Japanese bonus track
| No. | Title | Length |
|---|---|---|
| 12. | "Today" | 3:39 |

B-side
| No. | Title | Length |
|---|---|---|
| 13. | "Closer" | 4:05 |

== Personnel ==
Credits for The Lonely Position of Neutral adapted from the liner notes.

- Trust Company
- Kevin Palmer – lead vocals, rhythm guitar
- James Fukai – lead guitar, backing vocals
- Josh Moates – bass guitar, backing vocals
- Jason Singleton – drums, backing vocals

- Artwork
- Jason Harter, Trust Company – art direction
- Miriam Santos Kayda – photography

- Additional musicians
- Don Gilmore – co-writing on "Falling Apart" and "Hover"
- Paz Lenchantin - piano & strings on "Hover"

- Production
- Danny Lohner – producer
- Don Gilmore – producer, engineer
- Les Scurry – production coordinator
- John Ewing Jr. – engineer
- Joey Paradise – assistant engineer
- Jordan Schur – executive producer
- Vlado Meller – mastering at Sony Music Studios, NYC
- Andy Wallace – mixing at Soundtrack Studios, NYC

== Charts ==

Album

| Chart (2002) | Peak position |
|---|---|
| US Billboard 200 | 11 |

- Singles

| Year | Single | Chart | Position |
| 2002 | "Downfall" | US Mainstream Rock Tracks | 6 |
| US Modern Rock Tracks | 6 |
| US Billboard Hot 100 | 91 |
| UK Singles Chart | 89 |
| "Running from Me" | US Mainstream Rock Tracks | 24 |
| US Modern Rock Tracks | 22 |

=== Certifications ===

| Country | Certification | Sales |
|---|---|---|
| United States | Gold | 500,000+ |

== Appearances in media ==
- "Downfall" was used as the theme for the WWE pay-per-view Vengeance (2002) and later appeared in the Mercy Reef pilot teaser.

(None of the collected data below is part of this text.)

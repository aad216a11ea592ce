use std::sync::Arc;
use std::time::{Duration, Instant};

use dashmap::DashMap;

use crate::auth::AuthSettings;
use crate::db::Database;

#[derive(Debug, Clone, Copy)]
struct IssuedToken {
    user_id: i64,
    expires_at: Option<Instant>,
}

impl IssuedToken {
    fn is_live(&self, now: Instant) -> bool {
        self.expires_at.map_or(true, |expires_at| expires_at > now)
    }
}

/// Login tokens issued by `/auth/token/login/`, keyed by the token string.
///
/// Expired entries are dropped when looked up and swept on every new login.
/// A lifetime too large to represent as an `Instant` never expires.
#[derive(Debug, Clone)]
pub struct TokenStore {
    issued: Arc<DashMap<String, IssuedToken>>,
    ttl: Duration,
}

impl TokenStore {
    pub fn new(ttl_hours: u64) -> Self {
        Self::with_ttl(Duration::from_secs(ttl_hours.saturating_mul(3600)))
    }

    pub fn with_ttl(ttl: Duration) -> Self {
        Self {
            issued: Arc::new(DashMap::new()),
            ttl,
        }
    }

    pub fn create(&self, user_id: i64) -> String {
        let now = Instant::now();
        self.issued.retain(|_, issued| issued.is_live(now));

        let token = uuid::Uuid::new_v4().simple().to_string();
        self.issued.insert(
            token.clone(),
            IssuedToken {
                user_id,
                expires_at: now.checked_add(self.ttl),
            },
        );
        token
    }

    pub fn get(&self, token: &str) -> Option<i64> {
        let issued = *self.issued.get(token)?;
        if issued.is_live(Instant::now()) {
            Some(issued.user_id)
        } else {
            self.issued.remove(token);
            None
        }
    }

    pub fn remove(&self, token: &str) -> bool {
        self.issued.remove(token).is_some()
    }

    #[cfg(test)]
    fn len(&self) -> usize {
        self.issued.len()
    }
}

#[derive(Debug, Clone)]
pub struct AppState {
    pub db: Database,
    pub auth: Arc<AuthSettings>,
    pub tokens: TokenStore,
}

#[cfg(test)]
mod tests {
    use std::time::Duration;

    use super::TokenStore;

    #[test]
    fn tokens_resolve_until_removed() {
        let store = TokenStore::new(24);
        let token = store.create(7);

        assert_eq!(store.get(&token), Some(7));
        assert!(store.remove(&token));
        assert_eq!(store.get(&token), None);
        assert!(!store.remove(&token));
    }

    #[test]
    fn expired_tokens_are_rejected_and_swept() {
        let store = TokenStore::with_ttl(Duration::ZERO);
        let first = store.create(1);
        assert_eq!(store.get(&first), None);

        store.create(2);
        store.create(3);
        assert_eq!(store.len(), 1);
    }

    #[test]
    fn huge_lifetimes_do_not_overflow() {
        let store = TokenStore::new(u64::MAX);
        let token = store.create(9);
        assert_eq!(store.get(&token), Some(9));
    }
}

It was also featured the video games BMX XXX in 2002, Disney's Extreme Skate Adventure in 2003, and MX Unleashed in 2004; it was later made as a downloadable song in the music rhythm game Rock Band on March 2, 2010.
- "Falling Apart" was used for the WWE pay-per-view Royal Rumble (2003).
- "Take it All" was featured in the Xbox exclusive game Breakdown by Namco in 2004. It is played during the ending credits, and is also included in the game's promotional video that is unlocked once the game is finished.